// SPDX-License-Identifier: BUSL-1.1
// Copyright (c) 2026 Alfred Jean LLC

//! Job actuation: turns one plan stage into a job request and interprets
//! what the substrate reports back.

use crate::hooks::PlannedStage;
use crate::resolver::ResolvedRefs;
use chrono::{DateTime, Utc};
use ko_adapters::{JobAdapter, JobAdapterError};
use ko_core::{
    ActionSource, ActionType, ArtifactMount, ClusterOperation, FailureReason, HookAction,
    JobOwner, JobRef, JobRequest, JobRunState,
};
use kube::{Resource, ResourceExt};
use sha2::{Digest, Sha256};
use std::collections::BTreeMap;

/// Scripts shipped in the image
pub const BUILTIN_ACTION_DIR: &str = "/kubespray";
/// Scripts mounted from `actionSourceRef`
pub const CONFIGMAP_ACTION_DIR: &str = "/actions";

const HOSTS_DIR: &str = "/conf/hosts";
const VARS_DIR: &str = "/conf/vars";
const SSH_DIR: &str = "/auth";
const KUBECONF_DIR: &str = "/root/.kube";
const PRECHECK_DIR: &str = "/precheck";
const ENTRYPOINT_DIR: &str = "/entrypoint";

/// Kubernetes caps label values (and so job names, via `job-name`) at 63.
const MAX_NAME_LEN: usize = 63;
/// Hex digits of the full name kept when a name is shortened.
const NAME_HASH_LEN: usize = 8;

pub const LABEL_OPERATION: &str = ko_core::OPERATION_LABEL;
pub const LABEL_CLUSTER: &str = "kubeop.io/cluster";
pub const LABEL_ATTEMPT: &str = "kubeop.io/attempt";
pub const LABEL_STAGE: &str = "kubeop.io/stage";

/// Deterministic job name for one stage of one attempt.
///
/// The `-<attempt>-<stage>` suffix is always kept whole. An operation name
/// too long for the rest is cut and tagged with a hash of the full name, so
/// distinct operations never share a job.
pub fn job_name(operation: &str, attempt: u32, stage: u32) -> String {
    let suffix = format!("-{}-{}", attempt, stage);
    let room = MAX_NAME_LEN.saturating_sub(suffix.len());
    format!("{}{}", shorten(operation, room), suffix)
}

/// `value` unchanged when it fits in `limit`, otherwise a prefix followed by
/// `-<hash>`.
fn shorten(value: &str, limit: usize) -> String {
    if value.chars().count() <= limit {
        return value.to_string();
    }
    let hash = format!("{:x}", Sha256::digest(value.as_bytes()));
    let keep = limit.saturating_sub(NAME_HASH_LEN + 1);
    let prefix: String = value.chars().take(keep).collect();
    format!("{}-{}", prefix.trim_end_matches(['-', '.', '_']), &hash[..NAME_HASH_LEN])
}

fn label_value(value: &str) -> String {
    shorten(value, MAX_NAME_LEN)
}

fn action_path(action: &HookAction) -> String {
    let dir = match action.action_source {
        ActionSource::Builtin => BUILTIN_ACTION_DIR,
        ActionSource::Configmap => CONFIGMAP_ACTION_DIR,
    };
    format!("{}/{}", dir, action.action)
}

/// Shell line that runs one stage.
pub fn stage_script(action: &HookAction, refs: &ResolvedRefs, primary: bool) -> String {
    let mut line = match action.action_type {
        ActionType::Playbook => {
            let mut parts = vec![
                "ansible-playbook".to_string(),
                format!("-i {}/hosts.yml", HOSTS_DIR),
                "--become --become-user=root".to_string(),
                format!("-e @{}/group_vars.yml", VARS_DIR),
            ];
            if refs.ssh_auth.is_some() {
                parts.push(format!("--private-key {}/ssh-privatekey", SSH_DIR));
            }
            parts.push(action_path(action));
            parts.join(" ")
        }
        ActionType::Shell => format!("bash {}", action_path(action)),
    };
    if !action.extra_args.trim().is_empty() {
        line.push(' ');
        line.push_str(action.extra_args.trim());
    }
    if primary && refs.pre_check.is_some() {
        line = format!("bash {}/pre-check.sh && {}", PRECHECK_DIR, line);
    }
    line
}

/// Build the job request for one plan stage.
pub fn build_request(
    operation: &ClusterOperation,
    stage_index: u32,
    planned: &PlannedStage,
    refs: &ResolvedRefs,
    attempt: u32,
) -> JobRequest {
    let name = operation.name_any();
    let primary = planned.stage == crate::hooks::Stage::Primary;
    let script = stage_script(&planned.action, refs, primary);

    let mut mounts = vec![
        ArtifactMount::config_map("hosts-conf", &refs.hosts, HOSTS_DIR),
        ArtifactMount::config_map("vars-conf", &refs.vars, VARS_DIR),
    ];
    if let Some(ssh) = &refs.ssh_auth {
        mounts.push(ArtifactMount::secret("ssh-auth", ssh, SSH_DIR));
    }
    if let Some(kube_conf) = &refs.kube_conf {
        mounts.push(ArtifactMount::config_map("kube-conf", kube_conf, KUBECONF_DIR));
    }
    if let (true, Some(pre_check)) = (primary, &refs.pre_check) {
        mounts.push(ArtifactMount::config_map("pre-check", pre_check, PRECHECK_DIR));
    }
    if let Some(source) = refs.action_source(&planned.action) {
        mounts.push(ArtifactMount::config_map("action-source", &source, CONFIGMAP_ACTION_DIR));
    }

    let command = match &refs.entrypoint {
        Some(entrypoint) => {
            mounts.push(ArtifactMount::config_map("entrypoint", entrypoint, ENTRYPOINT_DIR));
            vec!["/bin/bash".to_string(), format!("{}/entrypoint.sh", ENTRYPOINT_DIR), script]
        }
        None => vec!["/bin/bash".to_string(), "-c".to_string(), script],
    };

    let labels = BTreeMap::from([
        (LABEL_OPERATION.to_string(), label_value(&name)),
        (LABEL_CLUSTER.to_string(), label_value(&operation.spec.cluster)),
        (LABEL_ATTEMPT.to_string(), attempt.to_string()),
        (LABEL_STAGE.to_string(), stage_index.to_string()),
    ]);

    let owner = operation.uid().map(|uid| JobOwner {
        api_version: ClusterOperation::api_version(&()).to_string(),
        kind: ClusterOperation::kind(&()).to_string(),
        name: name.clone(),
        uid,
    });

    JobRequest {
        name: job_name(&name, attempt, stage_index),
        namespace: refs.namespace.clone(),
        image: operation.spec.image.clone(),
        command,
        mounts,
        resources: operation.spec.resource.clone(),
        active_deadline_seconds: operation.spec.active_deadline_seconds,
        labels,
        owner,
    }
}

/// What a reconcile pass learned about the in-flight job.
#[derive(Debug, Clone, PartialEq, Eq)]
pub enum JobObservation {
    Pending,
    Running,
    Succeeded,
    Failed(String),
    /// Ran past `activeDeadlineSeconds`
    DeadlineExceeded { seconds: i64 },
    /// The job is gone
    Missing,
}

ko_core::simple_display! {
    JobObservation {
        Pending => "pending",
        Running => "running",
        Succeeded => "succeeded",
        Failed(..) => "failed",
        DeadlineExceeded { .. } => "deadline-exceeded",
        Missing => "missing",
    }
}

impl JobObservation {
    /// Why the attempt failed, when this observation ends it.
    pub fn failure(&self) -> Option<FailureReason> {
        match self {
            JobObservation::Failed(reason) => Some(FailureReason::Execution(reason.clone())),
            JobObservation::DeadlineExceeded { seconds } => {
                Some(FailureReason::DeadlineExceeded { seconds: *seconds })
            }
            JobObservation::Missing => {
                Some(FailureReason::Execution("job no longer exists".to_string()))
            }
            _ => None,
        }
    }

    pub fn is_in_flight(&self) -> bool {
        matches!(self, JobObservation::Pending | JobObservation::Running)
    }
}

/// Interpret a job state against the operation's deadline.
pub fn observe(state: &JobRunState, deadline: Option<i64>, now: DateTime<Utc>) -> JobObservation {
    match state {
        JobRunState::Pending => JobObservation::Pending,
        JobRunState::Running { started_at } => match (deadline, started_at) {
            (Some(seconds), Some(started)) if (now - *started).num_seconds() >= seconds => {
                JobObservation::DeadlineExceeded { seconds }
            }
            _ => JobObservation::Running,
        },
        JobRunState::Succeeded => JobObservation::Succeeded,
        JobRunState::Failed { reason, .. } if reason.contains("DeadlineExceeded") => {
            JobObservation::DeadlineExceeded { seconds: deadline.unwrap_or_default() }
        }
        JobRunState::Failed { reason, pod } => match pod {
            Some(pod) => JobObservation::Failed(format!("{} (pod {})", reason, pod.data())),
            None => JobObservation::Failed(reason.clone()),
        },
        JobRunState::Missing => JobObservation::Missing,
    }
}

/// The only component that talks to the job substrate.
#[derive(Clone)]
pub struct JobActuator<J> {
    jobs: J,
}

impl<J: JobAdapter> JobActuator<J> {
    pub fn new(jobs: J) -> Self {
        Self { jobs }
    }

    pub async fn submit(&self, request: &JobRequest) -> Result<JobRef, JobAdapterError> {
        self.jobs.submit(request).await
    }

    pub async fn poll(
        &self,
        job: &JobRef,
        deadline: Option<i64>,
        now: DateTime<Utc>,
    ) -> Result<JobObservation, JobAdapterError> {
        let state = self.jobs.status(job).await?;
        let observation = observe(&state, deadline, now);
        tracing::debug!(job = %job.name(), %state, %observation, "polled job");
        Ok(observation)
    }

    pub async fn cancel(&self, job: &JobRef) -> Result<(), JobAdapterError> {
        self.jobs.cancel(job).await
    }
}

#[cfg(test)]
#[path = "actuator_tests.rs"]
mod tests;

• The problem
The answer is the run of lines above from the line containing "pub const LABEL_OPERATION: &str" through the line containing "let room = MAX_NAME_LEN.saturating_sub(suffix.len());", copied exactly and alone.

• Exercise answer
pub const LABEL_OPERATION: &str = ko_core::OPERATION_LABEL;
pub const LABEL_CLUSTER: &str = "kubeop.io/cluster";
pub const LABEL_ATTEMPT: &str = "kubeop.io/attempt";
pub const LABEL_STAGE: &str = "kubeop.io/stage";

/// Deterministic job name for one stage of one attempt.
///
/// The `-<attempt>-<stage>` suffix is always kept whole. An operation name
/// too long for the rest is cut and tagged with a hash of the full name, so
/// distinct operations never share a job.
pub fn job_name(operation: &str, attempt: u32, stage: u32) -> String {
    let suffix = format!("-{}-{}", attempt, stage);
    let room = MAX_NAME_LEN.saturating_sub(suffix.len());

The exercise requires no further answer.